The role of pre-existing inflammation in the skin in modulating the outcome of arbovirus infection

As climate change expands mosquito habitats, the incidence of mosquito-borne virus infections is rising. Understanding of factors which underlie variability in susceptibility to arbovirus infections between individuals is limited. Identifying such factors would provide a better understanding of arbovirus pathogenesis to aid development of more effective vaccines and antivirals. This thesis identifies two factors which modulate host susceptibility to arbovirus infection in the skin: 1) UV exposure 2) the presence of pre-existing inflammation due to inflammatory disease. A unique in vivo model of natural arbovirus transmission, combining UV exposure, mosquito biting and virus infection at the same site, was used to investigate susceptibility to a model arbovirus, Semliki Forest virus (SFV), in UV-exposed skin. Prior erythemal UV exposure of skin, equivalent to sunburn, or repeated, sub-erythemal UV exposure of skin, mimicking daily tanning exposures, enhance subsequent arbovirus infection in vivo, causing an increase in virus replication at the inoculation site, the skin, and dissemination of virus. Susceptibility to infection is highest at 24h and 1-week post-UV exposure, although distinct mechanisms drive this at each timepoint. Virus-permissive leukocytes are recruited to UV-exposed skin by 24h post-UV exposure in response to elevated CCL2 expression. SFV utilises these infiltrating cells for replication. Contrastingly, by 1-week post-exposure, the damaged tissue is undergoing wound-healing, with an increase in actively proliferating cells, which SFV preferentially infects. Treatment of the UV burn with anti-inflammatory topical steroids offers partial protection against UV-mediated enhancement, by limiting viremia early post-infection but, crucially, does not prevent spread of virus to the brain, the main site of arbovirus pathology.

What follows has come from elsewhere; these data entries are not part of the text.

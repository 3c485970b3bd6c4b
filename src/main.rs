#![deny(missing_docs)]
#![deny(warnings)]

//! Entry point for the egui-based Runboard UI.
#![cfg_attr(
    all(not(debug_assertions), target_os = "windows"),
    windows_subsystem = "windows"
)]
use eframe::egui;
use runboard::egui_app::ui::{DashboardApp, MIN_VIEWPORT_SIZE};
use runboard::logging;

fn main() -> Result<(), Box<dyn std::error::Error>> {
    if let Err(err) = logging::init() {
        eprintln!("Logging disabled: {err}");
    }

    let viewport = egui::ViewportBuilder::default()
        .with_min_inner_size(MIN_VIEWPORT_SIZE)
        .with_inner_size(egui::Vec2::new(1080.0, 720.0));
    let native_options = eframe::NativeOptions {
        viewport,
        ..Default::default()
    };

    eframe::run_native(
        "Runboard",
        native_options,
        Box::new(|_cc| Ok(Box::new(DashboardApp::new()))),
    )?;
    Ok(())
}
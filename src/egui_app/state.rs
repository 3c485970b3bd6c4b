//! Shared state types for the egui UI.

/// Outcome of the one-shot connection test.
#[derive(Debug, Clone, Copy, PartialEq, Eq, Default)]
pub enum TestPhase {
    #[default]
    Idle,
    Checking,
    Ok,
    Error,
}

/// Status of the connection panel's Test button.
#[derive(Debug, Clone, Default)]
pub struct ConnectionTestState {
    pub phase: TestPhase,
    pub message: String,
}

/// Top-level UI model consumed by the egui renderer.
#[derive(Debug, Clone, Default)]
pub struct UiState {
    /// Whether the API key input renders as plain text.
    pub show_api_key: bool,
    /// Live text of the run list filter box.
    pub search_query: String,
    /// Run selected in the list, by stable id. Never auto-cleared by a list
    /// refresh; the detail synchronizer reports a vanished run on its own.
    pub selected_run_id: Option<String>,
    pub test: ConnectionTestState,
}
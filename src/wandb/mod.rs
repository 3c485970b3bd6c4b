//! Client for the W&B GraphQL API: transport, query wrappers, and models.

pub mod models;
pub mod queries;
pub mod transport;

pub use models::{RunDetail, RunState, RunSummary, RunUser};
pub use queries::{ProjectInfo, RUN_PAGE_SIZE, fetch_run_detail, fetch_runs, validate_project};
pub use transport::{GRAPHQL_ENDPOINT, TransportError, execute};
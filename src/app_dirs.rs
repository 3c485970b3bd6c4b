//! Application directory helpers anchored to a single `.runboard` folder.
//!
//! Centralizes where the settings file and log files live across platforms,
//! defaulting to the OS config directory (e.g., `%APPDATA%` on Windows) and
//! allowing a `RUNBOARD_CONFIG_HOME` override for tests or portable setups.

use std::{
    path::PathBuf,
    sync::{LazyLock, Mutex},
};

use directories::BaseDirs;
use thiserror::Error;

/// Name of the application directory that lives under the OS config root.
pub const APP_DIR_NAME: &str = ".runboard";

static CONFIG_BASE_OVERRIDE: LazyLock<Mutex<Option<PathBuf>>> = LazyLock::new(|| Mutex::new(None));

/// Errors that can occur while resolving or preparing application directories.
#[derive(Debug, Error)]
pub enum AppDirError {
    /// No suitable base config directory could be resolved.
    #[error("No suitable base config directory available for application files")]
    NoBaseDir,
    /// Failed to create the application directory.
    #[error("Failed to create application directory at {path}: {source}")]
    CreateDir {
        path: PathBuf,
        source: std::io::Error,
    },
}

/// Return the root `.runboard` directory, creating it if needed.
pub fn app_root_dir() -> Result<PathBuf, AppDirError> {
    let base = config_base_dir().ok_or(AppDirError::NoBaseDir)?;
    let path = base.join(APP_DIR_NAME);
    std::fs::create_dir_all(&path).map_err(|source| AppDirError::CreateDir {
        path: path.clone(),
        source,
    })?;
    Ok(path)
}

/// Return the logs directory inside the `.runboard` root, creating it if needed.
pub fn logs_dir() -> Result<PathBuf, AppDirError> {
    let path = app_root_dir()?.join("logs");
    std::fs::create_dir_all(&path).map_err(|source| AppDirError::CreateDir {
        path: path.clone(),
        source,
    })?;
    Ok(path)
}

fn config_base_dir() -> Option<PathBuf> {
    if let Some(path) = CONFIG_BASE_OVERRIDE
        .lock()
        .ok()
        .and_then(|guard| guard.clone())
    {
        return Some(path);
    }
    if let Ok(path) = std::env::var("RUNBOARD_CONFIG_HOME") {
        return Some(PathBuf::from(path));
    }
    BaseDirs::new().map(|dirs| dirs.config_dir().to_path_buf())
}

#[cfg(test)]
static OVERRIDE_TEST_LOCK: Mutex<()> = Mutex::new(());

/// Scoped override of the config base directory for tests.
///
/// Holds a process-wide lock so tests that redirect the config home never
/// observe each other's directories.
#[cfg(test)]
pub(crate) struct ConfigBaseGuard {
    _lock: std::sync::MutexGuard<'static, ()>,
}

#[cfg(test)]
impl ConfigBaseGuard {
    pub(crate) fn set(path: PathBuf) -> Self {
        let lock = OVERRIDE_TEST_LOCK
            .lock()
            .unwrap_or_else(|poisoned| poisoned.into_inner());
        let mut guard = CONFIG_BASE_OVERRIDE
            .lock()
            .expect("config base override mutex poisoned");
        *guard = Some(path);
        Self { _lock: lock }
    }
}

#[cfg(test)]
impl Drop for ConfigBaseGuard {
    fn drop(&mut self) {
        if let Ok(mut guard) = CONFIG_BASE_OVERRIDE.lock() {
            *guard = None;
        }
    }
}
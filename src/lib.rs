//! Agroplot - FAOSTAT crop analysis library
//!
//! Loads a FAOSTAT agricultural-statistics export, filters it for a single
//! crop and year, and renders production/yield charts plus an interactive
//! world yield map.

pub mod charts;
pub mod cli;
pub mod data;
pub mod geo;
pub mod utils;
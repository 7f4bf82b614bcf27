//! Interactive Yield Map
//! Generates a self-contained HTML choropleth since no Rust charting crate
//! ships world geometry; plotly.js resolves ISO3 locations natively.

use serde::Serialize;
use std::fs;
use std::path::Path;

use super::ChartError;
use crate::geo::MapRow;

const PLOTLY_CDN: &str = "https://cdn.plot.ly/plotly-2.32.0.min.js";
const MAP_DIV: &str = "yield-map";

#[derive(Serialize)]
struct Figure {
    data: Vec<ChoroplethTrace>,
    layout: Layout,
}

#[derive(Serialize)]
struct ChoroplethTrace {
    #[serde(rename = "type")]
    trace_type: &'static str,
    locations: Vec<&'static str>,
    z: Vec<f64>,
    text: Vec<String>,
    colorscale: &'static str,
    colorbar: ColorBar,
}

#[derive(Serialize)]
struct ColorBar {
    title: &'static str,
}

#[derive(Serialize)]
struct Layout {
    title: String,
    geo: Geo,
}

#[derive(Serialize)]
struct Geo {
    projection: Projection,
    showframe: bool,
    showcoastlines: bool,
}

#[derive(Serialize)]
struct Projection {
    #[serde(rename = "type")]
    kind: &'static str,
}

/// Write the global yield choropleth as a standalone HTML file.
pub fn write_yield_map(
    rows: &[MapRow],
    crop: &str,
    year: i32,
    path: &Path,
) -> Result<(), ChartError> {
    let figure = Figure {
        data: vec![ChoroplethTrace {
            trace_type: "choropleth",
            locations: rows.iter().map(|r| r.iso3).collect(),
            z: rows.iter().map(|r| r.yield_t_ha).collect(),
            text: rows.iter().map(|r| r.country.clone()).collect(),
            colorscale: "Viridis",
            colorbar: ColorBar {
                title: "Yield (t/ha)",
            },
        }],
        layout: Layout {
            title: format!("Global {} Yield (tonnes/ha, {})", crop, year),
            geo: Geo {
                projection: Projection {
                    kind: "natural earth",
                },
                showframe: false,
                showcoastlines: true,
            },
        },
    };
    let spec = serde_json::to_string(&figure)?;

    let html = format!(
        r#"<!DOCTYPE html>
<html>
<head>
<meta charset="utf-8">
<title>Global {crop} Yield ({year})</title>
<script src="{PLOTLY_CDN}"></script>
</head>
<body>
<div id="{MAP_DIV}" style="width:100%;height:90vh;"></div>
<script>
var figure = {spec};
Plotly.newPlot("{MAP_DIV}", figure.data, figure.layout, {{responsive: true}});
</script>
</body>
</html>
"#
    );

    fs::write(path, html)?;
    Ok(())
}
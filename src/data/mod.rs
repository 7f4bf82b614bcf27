//! Data module - FAOSTAT loading and processing

mod loader;
mod processor;

pub use loader::{load_faostat, LoaderError};
pub use processor::{FaostatProcessor, ProcessorError, YieldRow, YieldTable};

/// FAOSTAT column names.
pub const COL_AREA: &str = "Area";
pub const COL_ITEM: &str = "Item";
pub const COL_ELEMENT: &str = "Element";
pub const COL_YEAR: &str = "Year";
pub const COL_VALUE: &str = "Value";

/// FAOSTAT element (measurement kind) names.
pub const ELEMENT_PRODUCTION: &str = "Production";
pub const ELEMENT_AREA_HARVESTED: &str = "Area harvested";
//! Geo module - best-effort FAOSTAT country name to ISO3 resolution.
//!
//! FAOSTAT area names mostly follow ISO 3166-1 official names, but the export
//! also carries regional aggregates ("World", "Southern Asia") and a handful
//! of names the registry spells differently. Resolution is non-bijective and
//! lossy by design: anything unmatched is reported back to the caller instead
//! of reaching the map.

use crate::data::YieldRow;

/// FAOSTAT spellings that differ from the ISO 3166-1 registry names.
const FAOSTAT_ALIASES: &[(&str, &str)] = &[
    ("China, mainland", "CHN"),
    ("China, Hong Kong SAR", "HKG"),
    ("China, Macao SAR", "MAC"),
    ("China, Taiwan Province of", "TWN"),
    ("Côte d'Ivoire", "CIV"),
    ("Democratic People's Republic of Korea", "PRK"),
    ("Democratic Republic of the Congo", "COD"),
    ("Iran (Islamic Republic of)", "IRN"),
    ("Lao People's Democratic Republic", "LAO"),
    ("Netherlands (Kingdom of the)", "NLD"),
    ("Republic of Korea", "KOR"),
    ("Republic of Moldova", "MDA"),
    ("Russian Federation", "RUS"),
    ("Syrian Arab Republic", "SYR"),
    ("Türkiye", "TUR"),
    ("United Kingdom of Great Britain and Northern Ireland", "GBR"),
    ("United Republic of Tanzania", "TZA"),
    ("United States of America", "USA"),
    ("Venezuela (Bolivarian Republic of)", "VEN"),
    ("Viet Nam", "VNM"),
];

/// A yield row that resolved to a mappable country.
#[derive(Debug, Clone)]
pub struct MapRow {
    pub iso3: &'static str,
    pub country: String,
    pub yield_t_ha: f64,
}

/// Resolve a free-text country name to its ISO3 code.
///
/// Tries the FAOSTAT alias table, then an exact registry match, then a
/// case-insensitive match, then the name with a trailing parenthetical
/// stripped ("Bolivia (Plurinational State of)" -> "Bolivia"). Returns `None`
/// for anything else, including regional aggregates.
pub fn resolve_iso3(name: &str) -> Option<&'static str> {
    let name = name.trim();
    if name.is_empty() {
        return None;
    }

    if let Some((_, code)) = FAOSTAT_ALIASES.iter().find(|(alias, _)| *alias == name) {
        return Some(code);
    }

    if let Some(country) = rust_iso3166::ALL.iter().find(|c| c.name == name) {
        return Some(country.alpha3);
    }

    if let Some(country) = rust_iso3166::ALL
        .iter()
        .find(|c| c.name.eq_ignore_ascii_case(name))
    {
        return Some(country.alpha3);
    }

    // "Iran (Islamic Republic of)" style names: retry without the parenthetical
    if let Some(stem) = name.split(" (").next() {
        if stem != name {
            return rust_iso3166::ALL
                .iter()
                .find(|c| c.name.eq_ignore_ascii_case(stem))
                .map(|c| c.alpha3);
        }
    }

    None
}

/// Split yield rows into mappable rows and the unresolved remainder.
///
/// The unresolved names are returned so the caller can report how many rows
/// were dropped from the map dataset.
pub fn partition_resolved(rows: &[YieldRow]) -> (Vec<MapRow>, Vec<String>) {
    let mut resolved = Vec::with_capacity(rows.len());
    let mut unresolved = Vec::new();

    for row in rows {
        match resolve_iso3(&row.country) {
            Some(iso3) => resolved.push(MapRow {
                iso3,
                country: row.country.clone(),
                yield_t_ha: row.yield_t_ha,
            }),
            None => unresolved.push(row.country.clone()),
        }
    }

    (resolved, unresolved)
}
//! FAOSTAT CSV Loader Module
//! Handles CSV file loading using Polars.

use polars::prelude::*;
use std::path::{Path, PathBuf};
use thiserror::Error;

#[derive(Error, Debug)]
pub enum LoaderError {
    #[error("Failed to load CSV: {0}")]
    CsvError(#[from] PolarsError),
    #[error("Dataset contains no rows: {0}")]
    EmptyDataset(PathBuf),
}

/// Load a FAOSTAT CSV export into a DataFrame.
///
/// Column types are inferred from the first 10 000 rows; unparseable cells
/// become nulls instead of aborting the load. The column schema itself is not
/// validated here - a missing column surfaces as a Polars error at the first
/// expression that references it.
pub fn load_faostat(path: &Path) -> Result<DataFrame, LoaderError> {
    // Use lazy evaluation for memory efficiency, then collect
    let df = LazyCsvReader::new(path)
        .with_infer_schema_length(Some(10000))
        .with_ignore_errors(true)
        .finish()?
        .collect()?;

    if df.height() == 0 {
        return Err(LoaderError::EmptyDataset(path.to_path_buf()));
    }

    Ok(df)
}
//! Charts module - static chart rendering and the interactive yield map

mod choropleth;
mod renderer;

pub use choropleth::write_yield_map;
pub use renderer::{render_portfolio, render_top_producers, render_yield_scatter};

use thiserror::Error;

#[derive(Error, Debug)]
pub enum ChartError {
    #[error("Chart rendering failed: {0}")]
    Render(String),
    #[error("Failed to write chart output: {0}")]
    Io(#[from] std::io::Error),
    #[error("Failed to encode map figure: {0}")]
    Json(#[from] serde_json::Error),
}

Furthermore, we have found that PBMCs from patients with inflammatory skin conditions, either psoriasis or systemic sclerosis, are resistant to ZIKV infection in vitro. In psoriatic PBMCs, this is likely at least partly due to better induction of type I IFN responses compared to healthy PBMCs. This work identifies two novel factors which can alter host susceptibility to arbovirus infection.